> [Records to use]:
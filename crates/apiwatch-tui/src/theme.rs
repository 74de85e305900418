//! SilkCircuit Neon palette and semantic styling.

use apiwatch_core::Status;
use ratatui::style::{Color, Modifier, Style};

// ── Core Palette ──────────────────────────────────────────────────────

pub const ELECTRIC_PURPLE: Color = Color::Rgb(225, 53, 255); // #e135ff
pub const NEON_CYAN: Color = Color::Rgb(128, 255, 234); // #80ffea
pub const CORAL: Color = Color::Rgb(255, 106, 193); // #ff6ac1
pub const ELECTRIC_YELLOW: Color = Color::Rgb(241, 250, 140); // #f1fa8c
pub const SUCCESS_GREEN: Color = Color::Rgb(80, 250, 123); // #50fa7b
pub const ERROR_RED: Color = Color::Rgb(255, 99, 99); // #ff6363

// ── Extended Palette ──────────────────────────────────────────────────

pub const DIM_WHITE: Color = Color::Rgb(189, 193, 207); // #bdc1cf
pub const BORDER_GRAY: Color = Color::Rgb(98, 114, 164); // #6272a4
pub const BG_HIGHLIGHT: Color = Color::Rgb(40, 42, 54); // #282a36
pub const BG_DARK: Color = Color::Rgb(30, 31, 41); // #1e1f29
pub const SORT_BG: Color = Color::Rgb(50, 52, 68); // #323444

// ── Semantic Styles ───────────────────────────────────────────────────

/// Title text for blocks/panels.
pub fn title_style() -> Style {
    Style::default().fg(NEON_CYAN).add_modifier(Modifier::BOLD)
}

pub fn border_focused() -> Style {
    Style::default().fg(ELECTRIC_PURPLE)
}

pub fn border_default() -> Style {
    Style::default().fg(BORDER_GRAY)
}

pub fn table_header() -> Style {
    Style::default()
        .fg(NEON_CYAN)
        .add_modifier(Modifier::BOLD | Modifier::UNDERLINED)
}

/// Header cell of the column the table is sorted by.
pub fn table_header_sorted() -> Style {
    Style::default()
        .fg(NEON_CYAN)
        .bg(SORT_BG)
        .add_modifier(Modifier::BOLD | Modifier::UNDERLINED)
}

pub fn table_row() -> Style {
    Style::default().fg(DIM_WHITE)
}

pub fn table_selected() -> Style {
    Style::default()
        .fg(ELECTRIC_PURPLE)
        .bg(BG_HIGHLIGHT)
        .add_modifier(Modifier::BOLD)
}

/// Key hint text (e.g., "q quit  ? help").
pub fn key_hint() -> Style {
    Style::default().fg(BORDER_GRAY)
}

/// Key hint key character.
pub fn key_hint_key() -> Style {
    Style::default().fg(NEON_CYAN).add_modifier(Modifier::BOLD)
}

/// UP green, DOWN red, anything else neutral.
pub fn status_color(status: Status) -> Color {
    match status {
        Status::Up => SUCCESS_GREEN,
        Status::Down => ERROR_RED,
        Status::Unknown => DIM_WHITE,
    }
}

> [What is required]: Repeat every record, keeping each word and mark exactly as it is.

> [Output of the exercise]:
filename crates/apiwatch-tui/src/theme.rs
repository 74de85e305900418
//! SilkCircuit Neon palette and semantic styling.

use apiwatch_core::Status;
use ratatui::style::{Color, Modifier, Style};

// ── Core Palette ──────────────────────────────────────────────────────

pub const ELECTRIC_PURPLE: Color = Color::Rgb(225, 53, 255); // #e135ff
pub const NEON_CYAN: Color = Color::Rgb(128, 255, 234); // #80ffea
pub const CORAL: Color = Color::Rgb(255, 106, 193); // #ff6ac1
pub const ELECTRIC_YELLOW: Color = Color::Rgb(241, 250, 140); // #f1fa8c
pub const SUCCESS_GREEN: Color = Color::Rgb(80, 250, 123); // #50fa7b
pub const ERROR_RED: Color = Color::Rgb(255, 99, 99); // #ff6363

// ── Extended Palette ──────────────────────────────────────────────────

pub const DIM_WHITE: Color = Color::Rgb(189, 193, 207); // #bdc1cf
pub const BORDER_GRAY: Color = Color::Rgb(98, 114, 164); // #6272a4
pub const BG_HIGHLIGHT: Color = Color::Rgb(40, 42, 54); // #282a36
pub const BG_DARK: Color = Color::Rgb(30, 31, 41); // #1e1f29
pub const SORT_BG: Color = Color::Rgb(50, 52, 68); // #323444

// ── Semantic Styles ───────────────────────────────────────────────────

/// Title text for blocks/panels.
pub fn title_style() -> Style {
    Style::default().fg(NEON_CYAN).add_modifier(Modifier::BOLD)
}

pub fn border_focused() -> Style {
    Style::default().fg(ELECTRIC_PURPLE)
}

pub fn border_default() -> Style {
    Style::default().fg(BORDER_GRAY)
}

pub fn table_header() -> Style {
    Style::default()
        .fg(NEON_CYAN)
        .add_modifier(Modifier::BOLD | Modifier::UNDERLINED)
}

/// Header cell of the column the table is sorted by.
pub fn table_header_sorted() -> Style {
    Style::default()
        .fg(NEON_CYAN)
        .bg(SORT_BG)
        .add_modifier(Modifier::BOLD | Modifier::UNDERLINED)
}

pub fn table_row() -> Style {
    Style::default().fg(DIM_WHITE)
}

pub fn table_selected() -> Style {
    Style::default()
        .fg(ELECTRIC_PURPLE)
        .bg(BG_HIGHLIGHT)
        .add_modifier(Modifier::BOLD)
}

/// Key hint text (e.g., "q quit  ? help").
pub fn key_hint() -> Style {
    Style::default().fg(BORDER_GRAY)
}

/// Key hint key character.
pub fn key_hint_key() -> Style {
    Style::default().fg(NEON_CYAN).add_modifier(Modifier::BOLD)
}

/// UP green, DOWN red, anything else neutral.
pub fn status_color(status: Status) -> Color {
    match status {
        Status::Up => SUCCESS_GREEN,
        Status::Down => ERROR_RED,
        Status::Unknown => DIM_WHITE,
    }
}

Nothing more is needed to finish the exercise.